The plaintiff had filed a lawsuit against pharmaceutical companies, alleging that they were liable for his gambling and other losses because he suffered from obsessive-compulsive disorder as a result of taking Mirapex. Mirapex is an FDA-approved medication used to treat Parkinson’s disease, which the plaintiff began taking in 2006 to treat his Parkinson’s disease. After taking it for two years, he told his doctor that he was experiencing increased compulsive behaviors, including gambling. His doctor told him there was a possible association between Mirapex and compulsive behaviors. The plaintiff raised the issue with his doctor several months later. The plaintiff’s family eventually learned of substantial debts resulting from his gambling, at which point the doctor told the plaintiff not to take Mirapex anymore, advising him to use other therapeutic options instead.

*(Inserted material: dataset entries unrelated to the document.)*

//! Enumerating the distinct nodes reachable from a root

use crate::ledger::Ledger;
use crate::model::{Components, Hash};
use crate::Result;
use std::collections::{HashMap, HashSet};

/// Distinct nodes of a tree, each listed once
#[derive(Clone, Debug, Default)]
pub struct NodeSet {
    /// Hashes in depth-first discovery order, root first
    pub order: Vec<Hash>,
    pub components: HashMap<Hash, Components>,
}

impl NodeSet {
    pub fn len(&self) -> usize {
        self.order.len()
    }

    pub fn is_empty(&self) -> bool {
        self.order.is_empty()
    }

    pub fn leaf_count(&self) -> usize {
        self.components.values().filter(|c| c.is_leaf()).count()
    }

    /// Iterate nodes in discovery order
    pub fn iter(&self) -> impl Iterator<Item = (Hash, Components)> + '_ {
        self.order
            .iter()
            .filter_map(|hash| self.components.get(hash).map(|c| (*hash, *c)))
    }
}

/// Query the ledger for every node under `root`
///
/// Shared subtrees are expanded once. A leaf's first component is a
/// character hash, not a node, so leaves are never descended into.
pub fn collect_nodes<L: Ledger + ?Sized>(ledger: &L, root: Hash) -> Result<NodeSet> {
    let mut visited = HashSet::new();
    let mut set = NodeSet::default();
    let mut stack = vec![root];

    while let Some(hash) = stack.pop() {
        if hash.is_zero() || !visited.insert(hash) {
            continue;
        }

        let components = ledger.components(&hash)?;
        set.order.push(hash);
        set.components.insert(hash, components);

        if !components.is_leaf() {
            // right first so the left subtree is discovered first
            stack.push(components.right);
            stack.push(components.left);
        }
    }

    Ok(set)
}
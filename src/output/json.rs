//! JSON output formatting

use serde::Serialize;

/// Format any report as pretty JSON
pub fn format<T: Serialize + ?Sized>(value: &T) -> String {
    serde_json::to_string_pretty(value)
        .unwrap_or_else(|e| format!(r#"{{"error": "Failed to serialize results: {}"}}"#, e))
}
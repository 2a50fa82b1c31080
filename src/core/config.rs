//! Configuration management
//!
//! Values are layered: built-in defaults, then `config.toml`, then the
//! environment variables the analyzer has always honoured
//! (`CPP_SOURCE_PATH`, `UNREAL_ENGINE_PATH`, `UE_PLUGIN_HOST`,
//! `UE_PLUGIN_PORT`, `DEFAULT_SEARCH_SCOPE`), then command-line overrides.

use crate::core::error::{Error, Result};
use crate::scope::{SearchScope, SourceOrigin};
use directories::ProjectDirs;
use serde::{Deserialize, Serialize};
use std::path::{Path, PathBuf};
use std::time::Duration;
use url::Url;

/// Default port of the live introspection service
pub const DEFAULT_SERVICE_PORT: u16 = 8080;

pub const MAX_FILE_SIZE: u64 = 1_048_576; // 1MB

/// Extension allow-list used when no pattern is configured
pub const DEFAULT_FILE_PATTERN: &str = "*.{h,hpp,cpp,cc,inl}";

/// Global configuration
#[derive(Debug, Clone, Default, Serialize, Deserialize)]
#[serde(default)]
pub struct Config {
    pub sources: SourcesConfig,
    pub index: IndexConfig,
    pub service: ServiceConfig,
    pub trace: TraceConfig,
    pub search: SearchConfig,
}

#[derive(Debug, Clone, Serialize, Deserialize)]
#[serde(default)]
pub struct SourcesConfig {
    /// Project C++ source root (usually `<Project>/Source`)
    pub project_source: Option<PathBuf>,
    /// Engine install or source checkout
    pub engine_root: Option<PathBuf>,
    /// Explicitly registered plugin source roots
    pub plugins: Vec<PluginSource>,
    /// Scope used when a query names none, or names an unknown one
    pub default_scope: SearchScope,
    /// Discover `Plugins/**/*.uplugin` next to project and engine roots
    pub auto_detect_plugins: bool,
}

#[derive(Debug, Clone, PartialEq, Eq, Serialize, Deserialize)]
pub struct PluginSource {
    pub path: PathBuf,
    #[serde(default = "default_plugin_origin")]
    pub origin: SourceOrigin,
}

fn default_plugin_origin() -> SourceOrigin {
    SourceOrigin::ProjectPlugin
}

#[derive(Debug, Clone, Serialize, Deserialize)]
#[serde(default)]
pub struct IndexConfig {
    /// Glob selecting indexable files, brace alternation allowed
    pub file_pattern: String,
    /// Maximum file size to index (bytes)
    pub max_file_size: u64,
    /// Worker threads used to read and parse files
    pub concurrency: usize,
}

#[derive(Debug, Clone, Serialize, Deserialize)]
#[serde(default)]
pub struct ServiceConfig {
    /// Host of the live introspection service; unset means C++-only mode
    pub host: Option<String>,
    pub port: u16,
    /// Per-request timeout in milliseconds
    pub timeout_ms: u64,
}

#[derive(Debug, Clone, Serialize, Deserialize)]
#[serde(default)]
pub struct TraceConfig {
    pub max_depth: usize,
    pub max_visits: usize,
    /// Concurrent node expansions per BFS level
    pub fanout: usize,
}

#[derive(Debug, Clone, Serialize, Deserialize)]
#[serde(default)]
pub struct SearchConfig {
    /// Result limit per domain
    pub default_limit: usize,
    /// Cached search responses
    pub cache_size: usize,
}

impl Default for SourcesConfig {
    fn default() -> Self {
        Self {
            project_source: None,
            engine_root: None,
            plugins: Vec::new(),
            default_scope: SearchScope::Project,
            auto_detect_plugins: true,
        }
    }
}

impl Default for IndexConfig {
    fn default() -> Self {
        let cores = std::thread::available_parallelism()
            .map(|n| n.get())
            .unwrap_or(4);
        Self {
            file_pattern: DEFAULT_FILE_PATTERN.to_string(),
            max_file_size: MAX_FILE_SIZE,
            concurrency: cores.min(8),
        }
    }
}

impl Default for ServiceConfig {
    fn default() -> Self {
        Self {
            host: None,
            port: DEFAULT_SERVICE_PORT,
            timeout_ms: 10_000,
        }
    }
}

impl Default for TraceConfig {
    fn default() -> Self {
        Self {
            max_depth: 3,
            max_visits: 200,
            fanout: 8,
        }
    }
}

impl Default for SearchConfig {
    fn default() -> Self {
        Self {
            default_limit: 100,
            cache_size: 256,
        }
    }
}

impl ServiceConfig {
    /// Whether a live service address was supplied
    pub fn is_configured(&self) -> bool {
        self.host.as_deref().map_or(false, |h| !h.trim().is_empty())
    }

    /// Base URL of the live service, `None` when no host is configured
    pub fn base_url(&self) -> Result<Option<Url>> {
        let host = match self.host.as_deref().map(str::trim) {
            Some(h) if !h.is_empty() => h,
            _ => return Ok(None),
        };

        let raw = if host.contains("://") {
            host.to_string()
        } else {
            format!("http://{}:{}/", host, self.port)
        };

        let url = Url::parse(&raw).map_err(|e| Error::ConfigError {
            message: format!("Invalid live service address '{}': {}", raw, e),
        })?;
        Ok(Some(url))
    }

    pub fn timeout(&self) -> Duration {
        Duration::from_millis(self.timeout_ms.max(1))
    }
}

impl Config {
    /// Load configuration from the default location, then apply the environment
    pub fn load() -> Result<Self> {
        let mut config = Self::load_from(&Self::config_path()?)?;
        config.apply_overrides(|key| std::env::var(key).ok());
        Ok(config)
    }

    /// Load a config file; a missing file yields the defaults
    pub fn load_from(path: &Path) -> Result<Self> {
        if path.exists() {
            let content = std::fs::read_to_string(path)?;
            let config: Config = toml::from_str(&content)?;
            Ok(config)
        } else {
            Ok(Config::default())
        }
    }

    /// Get the configuration file path
    pub fn config_path() -> Result<PathBuf> {
        if let Ok(home) = std::env::var("UE_ANALYZER_HOME") {
            return Ok(PathBuf::from(home).join("config.toml"));
        }

        ProjectDirs::from("dev", "ue-analyzer", "ue-analyzer")
            .map(|dirs| dirs.config_dir().join("config.toml"))
            .ok_or_else(|| Error::ConfigError {
                message: "Could not determine configuration directory".to_string(),
            })
    }

    /// Apply variable overrides from `lookup` (the process environment in `load`)
    pub fn apply_overrides<F>(&mut self, lookup: F)
    where
        F: Fn(&str) -> Option<String>,
    {
        let non_empty = |key: &str| lookup(key).filter(|v| !v.trim().is_empty());

        if let Some(path) = non_empty("CPP_SOURCE_PATH") {
            self.sources.project_source = Some(PathBuf::from(path));
        }
        if let Some(path) = non_empty("UNREAL_ENGINE_PATH") {
            self.sources.engine_root = Some(PathBuf::from(path));
        }
        if let Some(host) = non_empty("UE_PLUGIN_HOST") {
            self.service.host = Some(host);
        }
        if let Some(port) = non_empty("UE_PLUGIN_PORT").and_then(|p| p.trim().parse().ok()) {
            self.service.port = port;
        }
        if let Some(scope) = non_empty("DEFAULT_SEARCH_SCOPE") {
            if let Ok(scope) = scope.parse() {
                self.sources.default_scope = scope;
            }
        }
    }
}
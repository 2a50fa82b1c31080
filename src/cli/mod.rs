//! CLI command definitions and handlers

pub mod config;
pub mod query;
pub mod trace;

use clap::{Args, Parser, Subcommand};
use std::path::PathBuf;
use std::sync::Arc;
use tracing::info;

use crate::client::{HttpService, IntrospectionClient};
use crate::core::config::Config;
use crate::core::error::Result;
use crate::dispatch::Dispatcher;
use crate::index::IndexStore;
use crate::output::{render, OutputFormat, Report};
use crate::query::QueryEngine;
use crate::scope::{ScopeResolver, SearchScope};

const LONG_ABOUT: &str = r#"
Source intelligence for Unreal Engine projects.

Indexes project, plugin and engine C++ sources on demand and, when a live
editor session is reachable, joins them with Blueprint and asset data.

SCOPES:
    project    Project source and project plugins (default)
    engine     Engine source and engine plugins
    plugin     Plugin sources only
    all        Everything registered

ENVIRONMENT:
    CPP_SOURCE_PATH        Project C++ source root
    UNREAL_ENGINE_PATH     Engine root
    UE_PLUGIN_HOST         Live service host (unset = C++-only mode)
    UE_PLUGIN_PORT         Live service port (default 8080)
    DEFAULT_SEARCH_SCOPE   Scope used when none is given
    UE_ANALYZER_LOG        Log filter, e.g. `ue_analyzer=debug`

EXAMPLES:
    ue-analyzer search "Health Regen"              Ranked C++ search
    ue-analyzer search Hero -d blueprint,asset     Live domains only
    ue-analyzer hierarchy UHealthComponent         Inheritance chain
    ue-analyzer refs /Game/BP_Hero -d blueprint    Blueprint references
    ue-analyzer trace UHealthComponent --depth 2   Cross-domain trace
    ue-analyzer usage UHealthComponent             Blueprints using a class
"#;

/// Unreal Engine source intelligence
#[derive(Parser, Debug)]
#[command(name = "ue-analyzer")]
#[command(author, version)]
#[command(about = "Scoped C++ indexing and cross-domain reference tracing for Unreal projects")]
#[command(long_about = LONG_ABOUT)]
#[command(propagate_version = true)]
pub struct Cli {
    #[command(flatten)]
    pub global: GlobalArgs,

    #[command(subcommand)]
    pub command: Commands,
}

/// Overrides applied on top of config file and environment
#[derive(Args, Debug, Default)]
pub struct GlobalArgs {
    /// Config file (default: platform config dir or $UE_ANALYZER_HOME)
    #[arg(long, global = true)]
    pub config: Option<PathBuf>,

    /// Project C++ source root
    #[arg(long, global = true)]
    pub source: Option<PathBuf>,

    /// Engine root
    #[arg(long, global = true)]
    pub engine: Option<PathBuf>,

    /// Live service host
    #[arg(long, global = true)]
    pub host: Option<String>,

    /// Live service port
    #[arg(long, global = true)]
    pub port: Option<u16>,

    /// Default scope
    #[arg(long = "default-scope", global = true)]
    pub default_scope: Option<SearchScope>,

    /// JSON output
    #[arg(long, global = true)]
    pub json: bool,
}

#[derive(Subcommand, Debug)]
pub enum Commands {
    /// Search C++, Blueprints and assets
    #[command(visible_alias = "s")]
    Search(query::SearchArgs),

    /// Show the inheritance hierarchy of a class or Blueprint
    #[command(visible_alias = "h")]
    Hierarchy(query::HierarchyArgs),

    /// Show what an item references and what references it
    #[command(visible_alias = "r")]
    Refs(query::RefsArgs),

    /// Show properties, functions and metadata of an item
    #[command(visible_alias = "d")]
    Details(query::DetailsArgs),

    /// List every UE macro in a C++ file
    Patterns(query::FileArgs),

    /// Summarize the Blueprint-facing API of a C++ file
    Exposure(query::FileArgs),

    /// Trace references across C++, Blueprints and assets
    #[command(visible_alias = "t")]
    Trace(trace::TraceArgs),

    /// Find Blueprints and assets that use a C++ class
    #[command(visible_alias = "u")]
    Usage(trace::UsageArgs),

    /// Print the resolved configuration and scope roots
    Config,
}

impl GlobalArgs {
    /// Command-line values win over file and environment
    pub fn apply(&self, config: &mut Config) {
        if let Some(source) = &self.source {
            config.sources.project_source = Some(source.clone());
        }
        if let Some(engine) = &self.engine {
            config.sources.engine_root = Some(engine.clone());
        }
        if let Some(host) = &self.host {
            config.service.host = Some(host.clone());
        }
        if let Some(port) = self.port {
            config.service.port = port;
        }
        if let Some(scope) = self.default_scope {
            config.sources.default_scope = scope;
        }
    }

    pub fn load_config(&self) -> Result<Config> {
        let mut config = match &self.config {
            Some(path) => {
                let mut config = Config::load_from(path)?;
                config.apply_overrides(|key| std::env::var(key).ok());
                config
            }
            None => Config::load()?,
        };
        self.apply(&mut config);
        Ok(config)
    }
}

/// Everything a command needs, built once per invocation
pub struct Context {
    pub config: Config,
    pub dispatcher: Dispatcher<HttpService>,
    pub format: OutputFormat,
}

impl Context {
    pub fn from_config(config: Config, format: OutputFormat) -> Result<Self> {
        let resolver = ScopeResolver::from_config(&config.sources)?;
        info!(
            roots = resolver.roots().len(),
            default_scope = %resolver.default_scope(),
            "Resolved source roots"
        );

        let store = Arc::new(IndexStore::new(&config.index)?);
        let engine = QueryEngine::new(store, Arc::new(resolver), &config.search);

        let client = HttpService::from_config(&config.service)?.map(IntrospectionClient::new);
        match client.as_ref() {
            Some(client) => info!(url = %client.service().base_url(), "Live service configured"),
            None => info!("No live service configured, running in C++-only mode"),
        }

        let dispatcher = Dispatcher::new(Arc::new(engine), client, config.trace.clone());
        Ok(Self {
            config,
            dispatcher,
            format,
        })
    }

    pub fn print<R: Report>(&self, report: &R) {
        let text = render(report, self.format);
        if text.ends_with('\n') {
            print!("{}", text);
        } else {
            println!("{}", text);
        }
    }
}

/// Run a parsed command line
pub async fn run(cli: Cli) -> Result<()> {
    let config = cli.global.load_config()?;
    let format = OutputFormat::from_flag(cli.global.json);

    if let Commands::Config = cli.command {
        return config::run(&config, cli.global.config.as_deref(), format);
    }

    let ctx = Context::from_config(config, format)?;
    match cli.command {
        Commands::Search(args) => query::search(&ctx, args).await,
        Commands::Hierarchy(args) => query::hierarchy(&ctx, args).await,
        Commands::Refs(args) => query::refs(&ctx, args).await,
        Commands::Details(args) => query::details(&ctx, args).await,
        Commands::Patterns(args) => query::patterns(&ctx, args),
        Commands::Exposure(args) => query::exposure(&ctx, args),
        Commands::Trace(args) => trace::trace(&ctx, args).await,
        Commands::Usage(args) => trace::usage(&ctx, args).await,
        Commands::Config => Ok(()),
    }
}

When the plaintiff filed the lawsuit against the drug’s manufacturers, the companies claimed that the lawsuit was time-barred, arguing that the plaintiff filed the case after the two-year statute of limitations for personal injury claims under state law. The plaintiff did not dispute that he knew or should have known that he had been wronged by the defendant by April 23, 2008, after discussing the effects of Mirapex with his doctor on more than one occasion. However, he did not file the claim until December 2010. The plaintiff argued that the statute of limitations was tolled until July 2010, because he continued taking Mirapex until that time, and because “continuing violations” are not time-barred. Under that state’s law, a personal injury claim must be filed within two years. However, under what it calls the “continuing accrual” principle, in continuing or recurring liability cases, “a cause of action accrues each time a wrongful act occurs,” which means that the statute of limitations begins again for that act.